How Borderline Personality Disorder Put an End to My Party Days
August 10, 2015
by Harriet Williamson
In the summer of 2010, just before I turned 19 and in my first year of university, I attempted suicide with a month’s supply of my antidepressants and ended up in intensive care, breathing on a machine. By my second year, my good-time friends had had enough of me. I was no longer invited out, and became very isolated and increasingly unhappy. I got into an abusive relationship and attempted suicide another two times. I was also bulimic—vomiting everything that touched my lips.

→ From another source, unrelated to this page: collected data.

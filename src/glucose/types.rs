//! Glucose value types
//!
//! Samples are read-only inputs from a CGM or manual entry. Effects and
//! effect velocities are derived deltas; a prediction is an ordered sequence
//! of glucose values with no provenance.

use chrono::{DateTime, Utc};
use serde::{Deserialize, Serialize};

use crate::timeline::{seconds_between, SampleValue, TimelineValue};
use crate::units::{Quantity, Unit};

/// A glucose reading as supplied by the history provider.
#[derive(Debug, Clone, PartialEq)]
pub struct GlucoseSample {
    pub start_date: DateTime<Utc>,
    pub quantity: Quantity,
    /// Uniquely identifies the source of the sample.
    pub provenance_identifier: String,
    /// Whether the value was provided for visual consistency rather than an
    /// actual calibrated reading.
    pub is_display_only: bool,
    /// Whether the value was user entered, as opposed to a CGM value.
    pub was_user_entered: bool,
    /// The trend rate of the sample, if the source reported one.
    pub trend_rate: Option<Quantity>,
}

impl TimelineValue for GlucoseSample {
    fn start_date(&self) -> DateTime<Utc> {
        self.start_date
    }
}

impl SampleValue for GlucoseSample {
    fn quantity(&self) -> Quantity {
        self.quantity
    }
}

/// One point of a glucose prediction.
#[derive(Debug, Clone, Copy, PartialEq)]
pub struct PredictedGlucoseValue {
    pub start_date: DateTime<Utc>,
    pub quantity: Quantity,
}

impl TimelineValue for PredictedGlucoseValue {
    fn start_date(&self) -> DateTime<Utc> {
        self.start_date
    }
}

impl SampleValue for PredictedGlucoseValue {
    fn quantity(&self) -> Quantity {
        self.quantity
    }
}

#[derive(Serialize, Deserialize)]
#[serde(rename_all = "camelCase")]
struct PredictedGlucoseValueRep {
    start_date: DateTime<Utc>,
    quantity: f64,
    quantity_unit: String,
}

// Predictions serialize in mg/dL regardless of the unit used internally.
impl Serialize for PredictedGlucoseValue {
    fn serialize<S: serde::Serializer>(&self, serializer: S) -> Result<S::Ok, S::Error> {
        PredictedGlucoseValueRep {
            start_date: self.start_date,
            quantity: self.quantity.double_value(Unit::MilligramsPerDeciliter),
            quantity_unit: Unit::MilligramsPerDeciliter.unit_string().to_string(),
        }
        .serialize(serializer)
    }
}

impl<'de> Deserialize<'de> for PredictedGlucoseValue {
    fn deserialize<D: serde::Deserializer<'de>>(deserializer: D) -> Result<Self, D::Error> {
        let rep = PredictedGlucoseValueRep::deserialize(deserializer)?;
        let unit = match rep.quantity_unit.as_str() {
            "mmol/L" => Unit::MillimolesPerLiter,
            _ => Unit::MilligramsPerDeciliter,
        };
        Ok(PredictedGlucoseValue {
            start_date: rep.start_date,
            quantity: Quantity::new(unit, rep.quantity),
        })
    }
}

/// A cumulative glucose-unit delta at a point in time.
#[derive(Debug, Clone, Copy, PartialEq)]
pub struct GlucoseEffect {
    pub start_date: DateTime<Utc>,
    pub quantity: Quantity,
}

impl GlucoseEffect {
    pub fn new(start_date: DateTime<Utc>, quantity: Quantity) -> Self {
        GlucoseEffect {
            start_date,
            quantity,
        }
    }
}

impl TimelineValue for GlucoseEffect {
    fn start_date(&self) -> DateTime<Utc> {
        self.start_date
    }
}

impl SampleValue for GlucoseEffect {
    fn quantity(&self) -> Quantity {
        self.quantity
    }
}

/// A glucose delta summed over a date interval.
#[derive(Debug, Clone, Copy, PartialEq)]
pub struct GlucoseChange {
    pub start_date: DateTime<Utc>,
    pub end_date: DateTime<Utc>,
    pub quantity: Quantity,
}

impl GlucoseChange {
    /// Extends this change with another, summing quantities and widening the
    /// interval.
    pub fn append(&mut self, other: &GlucoseChange) {
        let unit = Unit::MilligramsPerDeciliter;
        self.quantity = Quantity::new(
            unit,
            self.quantity.double_value(unit) + other.quantity.double_value(unit),
        );
        self.start_date = self.start_date.min(other.start_date);
        self.end_date = self.end_date.max(other.end_date);
    }
}

impl TimelineValue for GlucoseChange {
    fn start_date(&self) -> DateTime<Utc> {
        self.start_date
    }

    fn end_date(&self) -> DateTime<Utc> {
        self.end_date
    }
}

impl SampleValue for GlucoseChange {
    fn quantity(&self) -> Quantity {
        self.quantity
    }
}

/// The first derivative of a glucose effect: a glucose rate over an interval.
#[derive(Debug, Clone, Copy, PartialEq)]
pub struct GlucoseEffectVelocity {
    pub start_date: DateTime<Utc>,
    pub end_date: DateTime<Utc>,
    pub quantity: Quantity,
}

impl GlucoseEffectVelocity {
    pub const PER_SECOND_UNIT: Unit = Unit::MilligramsPerDeciliterPerSecond;

    pub fn new(start_date: DateTime<Utc>, end_date: DateTime<Utc>, quantity: Quantity) -> Self {
        GlucoseEffectVelocity {
            start_date,
            end_date,
            quantity,
        }
    }

    /// The integration of the velocity span: rate × duration, anchored at the
    /// end of the interval.
    pub fn effect(&self) -> GlucoseEffect {
        let duration = seconds_between(self.end_date, self.start_date);
        let per_second = self.quantity.double_value(Self::PER_SECOND_UNIT);

        GlucoseEffect::new(self.end_date, Quantity::mgdl(per_second * duration))
    }
}

impl TimelineValue for GlucoseEffectVelocity {
    fn start_date(&self) -> DateTime<Utc> {
        self.start_date
    }

    fn end_date(&self) -> DateTime<Utc> {
        self.end_date
    }
}

impl SampleValue for GlucoseEffectVelocity {
    fn quantity(&self) -> Quantity {
        self.quantity
    }
}

#[derive(Serialize, Deserialize)]
#[serde(rename_all = "camelCase")]
struct GlucoseEffectVelocityRep {
    start_date: DateTime<Utc>,
    end_date: DateTime<Utc>,
    mgdl_per_second: f64,
}

impl Serialize for GlucoseEffectVelocity {
    fn serialize<S: serde::Serializer>(&self, serializer: S) -> Result<S::Ok, S::Error> {
        GlucoseEffectVelocityRep {
            start_date: self.start_date,
            end_date: self.end_date,
            mgdl_per_second: self.quantity.double_value(Self::PER_SECOND_UNIT),
        }
        .serialize(serializer)
    }
}

impl<'de> Deserialize<'de> for GlucoseEffectVelocity {
    fn deserialize<D: serde::Deserializer<'de>>(deserializer: D) -> Result<Self, D::Error> {
        let rep = GlucoseEffectVelocityRep::deserialize(deserializer)?;
        Ok(GlucoseEffectVelocity::new(
            rep.start_date,
            rep.end_date,
            Quantity::new(Self::PER_SECOND_UNIT, rep.mgdl_per_second),
        ))
    }
}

During the first year of my undergraduate degree I reduced my calorie intake to 250 a day—about two and a half slices of bread or five medium apples—and started to go slowly insane. I drank, took drugs, and went to clubs with a religious fervor. My body started to cave in. I was starving and my hair started to fall out. My nails went blue. My skin turned to flaking scales. I once ate a burger after a night out and forced myself to run up and down the stairs until I actually passed out to “make up for it.” I went to my campus GP and told him I needed help. At five and a half stone (less than 80 pounds), he said I wasn’t sick enough to warrant eating disorders treatment, and borderline personality disorder (BPD) was never even mentioned.
People couldn’t keep up with my impulsive behavior, the manic phases and the fits of crying. The labels of “drama queen,” “attention seeker,” and “total fucking mess” followed me around like a bad smell. I tried to conceal it, but being called those things hurt. I didn’t know how to explain that all the stuff I was doing was an attempt to manage my out-of-control emotions, because when I’m going through a bad patch it feels like being on a sickening roller coaster—only, I can’t get off.